RECORD EXTRACTS -
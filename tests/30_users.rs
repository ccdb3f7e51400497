mod common;

use anyhow::Result;
use reqwest::StatusCode;
use serde_json::json;

use common::{ADMIN, READER, WRITER};

#[tokio::test]
async fn non_admin_cannot_create_users() -> Result<()> {
    let server = common::start_server().await?;

    let (status, body) = server
        .post(
            "/users",
            WRITER,
            json!({"id": "new@example.com", "nome": "New", "permissoes": {"leitura": true, "escrita": true, "admin": true}}),
        )
        .await?;
    assert_eq!(status, StatusCode::FORBIDDEN);
    assert_eq!(body["code"], "FORBIDDEN");

    let (status, body) = server.get("/users/new@example.com", ADMIN).await?;
    assert_eq!(status, StatusCode::NOT_FOUND);
    assert_eq!(body["error"], "User new@example.com not found");
    Ok(())
}

#[tokio::test]
async fn admin_manages_users() -> Result<()> {
    let server = common::start_server().await?;

    let (status, body) = server
        .post(
            "/users",
            ADMIN,
            json!({"id": "ana@example.com", "nome": "Ana", "permissoes": {"leitura": true, "escrita": false, "admin": false}}),
        )
        .await?;
    assert_eq!(status, StatusCode::CREATED, "{body}");
    assert_eq!(body["message"], "User created successfully");

    let (_, body) = server.get("/users/ana@example.com", ADMIN).await?;
    assert_eq!(body["nome"], "Ana");
    assert_eq!(body["ativo"], true);

    // Ana can read but not write yet
    let (status, _) = server.get("/parameters", "ana@example.com").await?;
    assert_eq!(status, StatusCode::OK);
    let flag = json!({"id": "ANA_FLAG", "value": "x", "type": "STRING"});
    let (status, _) = server.post("/parameters", "ana@example.com", flag.clone()).await?;
    assert_eq!(status, StatusCode::FORBIDDEN);

    let (status, body) = server
        .put("/users/ana@example.com", ADMIN, json!({"permissoes": {"escrita": true}}))
        .await?;
    assert_eq!(status, StatusCode::OK, "{body}");

    let (_, body) = server.get("/users/ana@example.com", ADMIN).await?;
    assert_eq!(body["permissoes"], json!({"leitura": true, "escrita": true, "admin": false}));
    let (status, _) = server.post("/parameters", "ana@example.com", flag).await?;
    assert_eq!(status, StatusCode::CREATED);

    let (status, _) = server
        .put("/users/ana@example.com", ADMIN, json!({"ativo": false}))
        .await?;
    assert_eq!(status, StatusCode::OK);
    let (status, _) = server.get("/parameters", "ana@example.com").await?;
    assert_eq!(status, StatusCode::FORBIDDEN);

    let (status, _) = server.delete("/users/ana@example.com", ADMIN).await?;
    assert_eq!(status, StatusCode::OK);
    let (status, _) = server.delete("/users/ana@example.com", ADMIN).await?;
    assert_eq!(status, StatusCode::NOT_FOUND);

    let (_, body) = server.get("/users", ADMIN).await?;
    let ids: Vec<_> = body["usuarios"]
        .as_array()
        .map(|users| users.iter().filter_map(|u| u["id"].as_str()).collect())
        .unwrap_or_default();
    assert_eq!(ids, vec![ADMIN, WRITER, READER]);
    Ok(())
}

#[tokio::test]
async fn user_validation_and_conflicts() -> Result<()> {
    let server = common::start_server().await?;

    let (status, body) = server
        .post(
            "/users",
            ADMIN,
            json!({"id": "x@example.com", "nome": "X", "permissoes": {"leitura": true, "escrita": false}}),
        )
        .await?;
    assert_eq!(status, StatusCode::BAD_REQUEST);
    assert_eq!(body["error"], "Permission 'admin' is required in permissoes");

    let (status, body) = server
        .post(
            "/users",
            ADMIN,
            json!({"id": READER, "nome": "Again", "permissoes": {"leitura": true, "escrita": false, "admin": false}}),
        )
        .await?;
    assert_eq!(status, StatusCode::CONFLICT);
    assert_eq!(body["code"], "CONFLICT");

    let (status, body) = server.put(&format!("/users/{}", READER), ADMIN, json!({})).await?;
    assert_eq!(status, StatusCode::BAD_REQUEST);
    assert_eq!(body["code"], "VALIDATION_ERROR");
    Ok(())
}
use std::collections::BTreeSet;
use std::sync::Arc;

use chrono::Utc;
use tracing::{debug, info};

use super::codec::{self, FlagEnvelope, FlagRecord, PreviousVersion, ValueType};
use super::{key_for, reference, split_key, FlagError, DEFAULT_ROOT};
use crate::store::{ParameterKind, ParameterStore, PutParameter, StoreError, StoredParameter};

/// Input for creating a flag
#[derive(Debug, Clone)]
pub struct NewFlag {
    pub id: String,
    pub value: String,
    pub value_type: ValueType,
    pub description: String,
    pub modified_by: String,
    pub store_type: ParameterKind,
    pub prefix: String,
}

/// Fields to merge into an existing flag; `None` leaves the stored field as is
#[derive(Debug, Clone, Default)]
pub struct FlagChanges {
    pub value: Option<String>,
    pub description: Option<String>,
    pub value_type: Option<ValueType>,
    pub modified_by: Option<String>,
}

/// Flag records stored as JSON envelopes under a fixed root path
pub struct FlagRepository {
    store: Arc<dyn ParameterStore>,
    root: String,
    reserved: Vec<String>,
    with_decryption: bool,
}

impl FlagRepository {
    pub fn new(store: Arc<dyn ParameterStore>, root: impl Into<String>) -> Self {
        let root = root.into();
        let root = match root.trim_end_matches('/') {
            "" => DEFAULT_ROOT.to_string(),
            trimmed => trimmed.to_string(),
        };
        Self {
            store,
            root,
            reserved: Vec::new(),
            with_decryption: true,
        }
    }

    /// Exclude a key under the root (e.g. the user collection) from flag operations
    pub fn with_reserved(mut self, key: impl Into<String>) -> Self {
        self.reserved.push(key.into());
        self
    }

    pub fn with_decryption(mut self, with_decryption: bool) -> Self {
        self.with_decryption = with_decryption;
        self
    }

    pub fn root(&self) -> &str {
        &self.root
    }

    pub fn key_for(&self, id: &str, prefix: &str) -> String {
        key_for(&self.root, prefix, id)
    }

    fn is_reserved(&self, key: &str) -> bool {
        self.reserved.iter().any(|r| r == key)
    }

    fn guard_reserved(&self, key: &str) -> Result<(), FlagError> {
        if self.is_reserved(key) {
            return Err(FlagError::Reserved(key.to_string()));
        }
        Ok(())
    }

    /// Every stored parameter under `path` that can hold a flag, in canonical
    /// resource-identifier order
    async fn stored_under(&self, path: &str) -> Result<Vec<StoredParameter>, FlagError> {
        let mut stored: Vec<_> = self
            .store
            .list_by_path(path, self.with_decryption)
            .await?
            .into_iter()
            .filter(|p| !self.is_reserved(&p.name) && split_key(&self.root, &p.name).is_some())
            .collect();
        stored.sort_by(|a, b| a.arn.cmp(&b.arn).then_with(|| a.name.cmp(&b.name)));
        Ok(stored)
    }

    pub async fn list(&self) -> Result<Vec<FlagRecord>, FlagError> {
        let stored = self.stored_under(&self.root).await?;
        Ok(stored.iter().map(|p| codec::decode(p, &self.root)).collect())
    }

    /// Records below `{root}/{prefix}`; empty when nothing lives there
    pub async fn list_by_prefix(&self, prefix: &str) -> Result<Vec<FlagRecord>, FlagError> {
        let path = key_for(&self.root, prefix, "");
        let stored = self.stored_under(&path).await?;
        Ok(stored.iter().map(|p| codec::decode(p, &self.root)).collect())
    }

    /// Sorted distinct first path segments below the root
    pub async fn list_prefixes(&self) -> Result<Vec<String>, FlagError> {
        let stored = self.stored_under(&self.root).await?;
        let prefixes: BTreeSet<String> = stored
            .iter()
            .filter_map(|p| split_key(&self.root, &p.name))
            .filter_map(|(prefix, _)| prefix.split('/').next().map(str::to_string))
            .filter(|segment| !segment.is_empty())
            .collect();
        Ok(prefixes.into_iter().collect())
    }

    pub async fn get(&self, id: &str, prefix: &str) -> Result<FlagRecord, FlagError> {
        let stored = self.locate(id, prefix).await?;
        Ok(codec::decode(&stored, &self.root))
    }

    /// Direct key lookup, falling back to `find_by_id_scan` only when no
    /// prefix was given
    async fn locate(&self, id: &str, prefix: &str) -> Result<StoredParameter, FlagError> {
        let key = self.key_for(id, prefix);
        if !self.is_reserved(&key) {
            if let Some(stored) = self.store.get(&key, self.with_decryption).await? {
                return Ok(stored);
            }
        }

        if prefix.is_empty() {
            if let Some(stored) = self.find_by_id_scan(id).await? {
                return Ok(stored);
            }
        }

        Err(FlagError::NotFound(key))
    }

    /// Slow path: walk every record under the root and return the first whose
    /// trailing key segment equals `id`. Costs a full listing.
    pub async fn find_by_id_scan(&self, id: &str) -> Result<Option<StoredParameter>, FlagError> {
        debug!("Scanning {} for flag id {}", self.root, id);
        let stored = self.stored_under(&self.root).await?;
        Ok(stored.into_iter().find(|p| {
            split_key(&self.root, &p.name)
                .map(|(_, key_id)| key_id == id)
                .unwrap_or(false)
        }))
    }

    pub async fn create(&self, flag: NewFlag) -> Result<FlagRecord, FlagError> {
        let key = self.key_for(&flag.id, &flag.prefix);
        self.guard_reserved(&key)?;

        let envelope = FlagEnvelope {
            id: flag.id,
            value: flag.value,
            value_type: flag.value_type,
            description: flag.description,
            last_modified_at: Utc::now(),
            last_modified_by: flag.modified_by,
            previous_version: None,
        };

        let mut put = PutParameter::new(&key, codec::encode(&envelope)?).kind(flag.store_type);
        if !envelope.description.is_empty() {
            put = put.description(&envelope.description);
        }

        self.store.put(put).await.map_err(|e| match e {
            StoreError::AlreadyExists(_) => FlagError::AlreadyExists(key.clone()),
            other => FlagError::Store(other),
        })?;
        info!("Created flag {}", key);

        self.reload(&key).await
    }

    /// Merge `changes` into the stored record. A changed value moves the
    /// current value into `previousVersion`, replacing any older snapshot.
    ///
    /// Read and write are separate store calls; a concurrent update between
    /// them is overwritten.
    pub async fn update(
        &self,
        id: &str,
        prefix: &str,
        changes: FlagChanges,
    ) -> Result<FlagRecord, FlagError> {
        let stored = self.locate(id, prefix).await?;
        let current = codec::decode(&stored, &self.root);
        let mut envelope = current.envelope;

        if let Some(value) = changes.value {
            if value != envelope.value {
                envelope.previous_version = Some(PreviousVersion {
                    value: std::mem::replace(&mut envelope.value, value),
                    modified_at: envelope.last_modified_at,
                    modified_by: envelope.last_modified_by.clone(),
                });
            }
        }
        if let Some(description) = changes.description {
            envelope.description = description;
        }
        if let Some(value_type) = changes.value_type {
            envelope.value_type = value_type;
        }
        if let Some(modified_by) = changes.modified_by {
            envelope.last_modified_by = modified_by;
        }
        envelope.last_modified_at = Utc::now();

        // The store-side description always tracks the envelope, cleared included
        let put = PutParameter::new(&stored.name, codec::encode(&envelope)?)
            .kind(stored.kind)
            .description(&envelope.description)
            .overwrite(true);
        self.store.put(put).await?;
        info!("Updated flag {}", stored.name);

        self.reload(&stored.name).await
    }

    /// Remove `{root}/{prefix}/{id}`; returns the deleted key
    pub async fn delete(&self, id: &str, prefix: &str) -> Result<String, FlagError> {
        let key = self.key_for(id, prefix);
        self.delete_key(key).await
    }

    /// Remove the record an external reference points at, once it is shown to
    /// belong to the flags namespace
    pub async fn delete_by_external_reference(&self, reference: &str) -> Result<String, FlagError> {
        let key = reference::resolve(reference, &self.root)?;
        self.delete_key(key).await
    }

    async fn delete_key(&self, key: String) -> Result<String, FlagError> {
        self.guard_reserved(&key)?;
        match self.store.delete(&key).await {
            Ok(()) => {
                info!("Deleted flag {}", key);
                Ok(key)
            }
            Err(StoreError::NotFound(_)) => Err(FlagError::NotFound(key)),
            Err(other) => Err(other.into()),
        }
    }

    async fn reload(&self, key: &str) -> Result<FlagRecord, FlagError> {
        match self.store.get(key, self.with_decryption).await? {
            Some(stored) => Ok(codec::decode(&stored, &self.root)),
            None => Err(FlagError::NotFound(key.to_string())),
        }
    }
}
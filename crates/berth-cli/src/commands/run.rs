use berth_core::BerthConfig;
use berth_engine::{ContainerState, DockerClient, LifecycleEvent, RunOptions};
use std::io::IsTerminal;
use std::path::{Path, PathBuf};

pub struct RunArgs {
    pub tag: Option<String>,
    pub env_file: Option<PathBuf>,
    pub detach: bool,
    pub host_port: Option<u16>,
    pub name: Option<String>,
}

/// Start the image. Returns the container's exit code for foreground runs,
/// `0` once a detached container is started.
pub async fn run(args: RunArgs) -> anyhow::Result<i32> {
    let project_dir = PathBuf::from(".");
    let config = BerthConfig::load(&project_dir)?;
    config.validate()?;

    let tag = match args.tag {
        Some(tag) => tag,
        None => super::default_tag(&project_dir, &config)?,
    };

    let env_file = args
        .env_file
        .or_else(|| config.service.env_file.as_ref().map(PathBuf::from));
    let env = match &env_file {
        Some(path) => read_env_file(path)?,
        None => Vec::new(),
    };

    let opts = RunOptions {
        name: args.name,
        host_port: args.host_port.unwrap_or(config.service.port),
        container_port: config.service.port,
        env,
        tty: std::io::stdin().is_terminal() && std::io::stdout().is_terminal(),
    };

    let client = DockerClient::new();

    if args.detach {
        let id = client.run_detached(&tag, &opts).await?;
        let state = client.container_state(&id).await?;
        println!("{id}");
        eprintln!(
            "{tag} {state} on http://localhost:{port}",
            port = opts.host_port
        );
        return Ok(0);
    }

    eprintln!(
        "Running {tag} on http://localhost:{port} (Ctrl-C to stop)",
        port = opts.host_port
    );
    let code = client.run_foreground(&tag, &opts).await?;

    let state = ContainerState::Built
        .apply(LifecycleEvent::Start)?
        .apply(LifecycleEvent::Exit {
            code: i64::from(code),
        })?;
    tracing::info!(%state, "container finished");

    Ok(code)
}

/// Runtime configuration for the container, never baked into the image.
fn read_env_file(path: &Path) -> anyhow::Result<Vec<(String, String)>> {
    let iter = dotenvy::from_path_iter(path)
        .map_err(|e| anyhow::anyhow!("failed to read env file {}: {e}", path.display()))?;
    let mut vars = Vec::new();
    for item in iter {
        let (key, value) =
            item.map_err(|e| anyhow::anyhow!("invalid entry in {}: {e}", path.display()))?;
        vars.push((key, value));
    }
    tracing::debug!(path = %path.display(), count = vars.len(), "env file loaded");
    Ok(vars)
}

pub async fn status(container: &str) -> anyhow::Result<()> {
    let client = DockerClient::new();
    let state = client.container_state(container).await?;
    println!("{container}: {state}");
    Ok(())
}

pub async fn stop(container: &str, keep: bool) -> anyhow::Result<()> {
    let client = DockerClient::new();
    let before = client.container_state(container).await?;

    if before.is_running() {
        client.stop_container(container).await?;
    }
    let after = client.container_state(container).await?;
    match after.exit_code() {
        Some(code) => println!("{container}: stopped (exit code {code})"),
        None => println!("{container}: {after}"),
    }

    if !keep {
        client.remove_container(container).await?;
        println!("{container}: removed");
    }
    Ok(())
}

PROBLEM DESCRIPTION - All lines of the records above that contain the word "RunArgs" are to be copied out.

EXERCISE RESPONSE -
pub struct RunArgs {
pub async fn run(args: RunArgs) -> anyhow::Result<i32> {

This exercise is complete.